Dick sat down gladly, and they fell to. The woman alternately waited on them and ate with them. For a time the two masculine human beings ate and drank with so much vigor that there was no time for talk. Leffingwell was the first to break silence.

“I kin see you growin’,” he said.

“Growing?”

“Yes, growin’, you’re eatin’ so much, you’re enjoyin’ it so much, an’ you’re digestin’ it so fast. You are already taller than you was when you set, an’ you’re broader ‘cross the chest. No, ’tain’t wuth while to ‘pologize. You’ve got a right to be hungry, an’ you mustn’t forget Ma’s cookin’ either. She’s never had her beat in all these mountains.”

“Shut up, Seth,” said Mrs. Leffingwell, genially, “you’ll make the young stranger think you’re plum’ foolish, which won’t be wide of the mark either.”

“I’m grateful,” said Dick falling into the spirit of it, “but what pains me, Mrs. Leffingwell, is the fact that Mr. Leffingwell will only nibble at your food. I don’t understand it, as he looks like a healthy man.”

“‘Twouldn’t do for me to be too hearty,” said Leffingwell, “or I’d keep Mandy here cookin’ all the time.”

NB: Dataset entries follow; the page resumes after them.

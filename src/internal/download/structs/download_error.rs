//! 下载相关错误类型。

use reqwest::StatusCode;
use thiserror::Error;

use crate::internal::net::NetError;
use crate::internal::probe::ProbeError;

use super::download_status::DownloadStatus;

#[derive(Debug, Error)]
pub enum DownloadError {
    #[error("HTTP 请求失败: {0}")]
    Request(#[from] reqwest::Error),

    #[error("服务器返回错误状态码: {0}")]
    HttpStatus(StatusCode),

    /// Range 请求要求 206，服务器返回了别的状态。
    #[error("Range 请求未被满足，需要 206，实际返回 {status}")]
    RangeNotSatisfied { status: StatusCode },

    #[error("探测服务器信息失败: {0}")]
    Probe(#[from] ProbeError),

    #[error("{0}")]
    Net(#[from] NetError),

    #[error("创建下载目录失败: {0}")]
    CreateDir(std::io::Error),

    #[error("创建文件失败: {0}")]
    CreateFile(std::io::Error),

    #[error("写入文件失败: {0}")]
    WriteFile(std::io::Error),

    #[error("刷新文件失败: {0}")]
    FlushFile(std::io::Error),

    #[error("合并分片文件失败: {0}")]
    MergeChunks(std::io::Error),

    /// 响应体在达到预期字节数之前结束，按瞬时故障重试。
    #[error("响应体提前结束: 预期 {expected} 字节，收到 {received} 字节")]
    PrematureEof { expected: u64, received: u64 },

    #[error("分片下载需要已知文件大小")]
    UnknownSizeForChunked,

    #[error("分片 {chunk_index} 下载失败，已尝试 {attempts} 次: {message}")]
    ChunkFailed {
        chunk_index: usize,
        attempts: usize,
        message: String,
    },

    #[error("分片任务失败: {0}")]
    TaskJoin(#[from] tokio::task::JoinError),

    #[error("下载被取消")]
    Cancelled,

    #[error("当前状态 {status} 不允许执行 {operation}")]
    InvalidState {
        status: DownloadStatus,
        operation: &'static str,
    },

    #[error("任务已被释放")]
    Disposed,
}

impl DownloadError {
    /// 是否属于瞬时故障：传输层错误、提前 EOF、可重试状态码（408/429/503）。
    ///
    /// 其余 HTTP 状态、本地 IO、协议不变量违例均为终态，不重试。
    pub fn is_transient(&self) -> bool {
        match self {
            DownloadError::Request(_) => true,
            DownloadError::PrematureEof { .. } => true,
            DownloadError::HttpStatus(status) | DownloadError::RangeNotSatisfied { status } => {
                matches!(
                    *status,
                    StatusCode::REQUEST_TIMEOUT
                        | StatusCode::TOO_MANY_REQUESTS
                        | StatusCode::SERVICE_UNAVAILABLE
                )
            }
            _ => false,
        }
    }
}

They seemed pleasant people to Dick, good, honest mountain types, and he was glad that he had found their house. The room in which they sat was large, apparently used for all purposes, kitchen, dining-room, sitting-room, and bedroom. An old-fashioned squirrel rifle lay on hooks projecting from the wall, but there was no other sign of a weapon. There was a bed at one end of the room and another at the other, which could be hidden by a rough woolen curtain running on a cord. Dick surmised that this bed would be assigned to him.

Their appetites grew lax and finally ceased. Then Leffingwell yawned and stretched his arms.

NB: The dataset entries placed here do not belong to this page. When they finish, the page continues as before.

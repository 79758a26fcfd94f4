//! 下载客户端构造：连接/响应头超时 + 自定义请求头 + Cookie。
//!
//! 注意：不设置整体请求超时——下载流必须允许无限期传输，
//! 超时只约束建连与等待响应头两个阶段。

use std::collections::HashMap;
use std::time::Duration;

use reqwest::header::{HeaderMap, HeaderName, HeaderValue, COOKIE};
use reqwest::Client;
use thiserror::Error;

/// 建立连接（含 TLS 握手）超时：15 秒。
pub const CONNECT_TIMEOUT_SECS: u64 = 15;

/// 等待服务器响应数据超时：15 秒。
pub const READ_TIMEOUT_SECS: u64 = 15;

#[derive(Debug, Error)]
pub enum NetError {
    #[error("非法请求头 {name}: {message}")]
    InvalidHeader { name: String, message: String },

    #[error("构造 HTTP 客户端失败: {0}")]
    Build(#[from] reqwest::Error),
}

/// 构造客户端时的参数（形参超过 3 个，用 struct 承载）。
pub struct BuildClientParams<'a> {
    /// 自定义请求头，覆盖同名默认头
    pub headers: &'a HashMap<String, String>,
    /// Cookie 字符串，空则不携带
    pub cookie: Option<&'a str>,
}

/// 构造下载用共享客户端：自动跟随重定向，连接池由 reqwest 内部维护。
pub fn build_download_client(params: BuildClientParams<'_>) -> Result<Client, NetError> {
    let mut default_headers = HeaderMap::new();

    for (name, value) in params.headers {
        let header_name =
            HeaderName::from_bytes(name.as_bytes()).map_err(|e| NetError::InvalidHeader {
                name: name.clone(),
                message: e.to_string(),
            })?;
        let header_value =
            HeaderValue::from_str(value).map_err(|e| NetError::InvalidHeader {
                name: name.clone(),
                message: e.to_string(),
            })?;
        default_headers.insert(header_name, header_value);
    }

    if let Some(cookie) = params.cookie.filter(|c| !c.is_empty()) {
        let value = HeaderValue::from_str(cookie).map_err(|e| NetError::InvalidHeader {
            name: "Cookie".to_string(),
            message: e.to_string(),
        })?;
        default_headers.insert(COOKIE, value);
    }

    let client = Client::builder()
        .default_headers(default_headers)
        .connect_timeout(Duration::from_secs(CONNECT_TIMEOUT_SECS))
        .read_timeout(Duration::from_secs(READ_TIMEOUT_SECS))
        .build()?;

    Ok(client)
}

“Stranger,” he said, “we rise early an’ go to bed early in these parts. Thar ain’t nothin’ to keep us up in the evenin’s, an’ as you’ve had a hard, long ride I guess you’re just achin’ fur sleep.”

Dick, although he had been unwilling to say so, was in fact very sleepy. The heavy supper and the heat of the room pulled so hard on his eyelids that he could scarcely keep them up. He murmured his excuses and said he believed he would like to retire.

“Don’t you be bashful about sayin’ so,” exclaimed Leffingwell heartily, “’cause I don’t think I could keep up more’n a half hour longer.”

Mrs. Leffingwell drew the curtain shutting off one bed and a small space around it. Dick, used to primitive customs, said good-night and retired within his alcove, taking his saddle bags. There was a small window near the foot of the room, and when he noticed it he resolved to let in a little air later on. The mountaineers liked hot rooms all the time, but he did not. This window contained no glass, but was closed with a broad shutter.

The boy undressed and got into bed, placing his saddle bags on the foot of it, and the pistol that he carried in his belt under his head. He fell asleep almost immediately and had he been asked beforehand he would have said that nothing could awake him before morning. Nevertheless he awoke before midnight, and it was a very slight thing that caused him to come out of sleep. Despite the languor produced by food and heat a certain nervous apprehension had been at work in the boy’s mind, and it followed him into the unknown regions of sleep. His body was dead for a time and his mind too, but this nervous power worked on, almost independently of him. It had noted the sound of voices nearby, and awakened him, as if he had been shaken by a rough hand.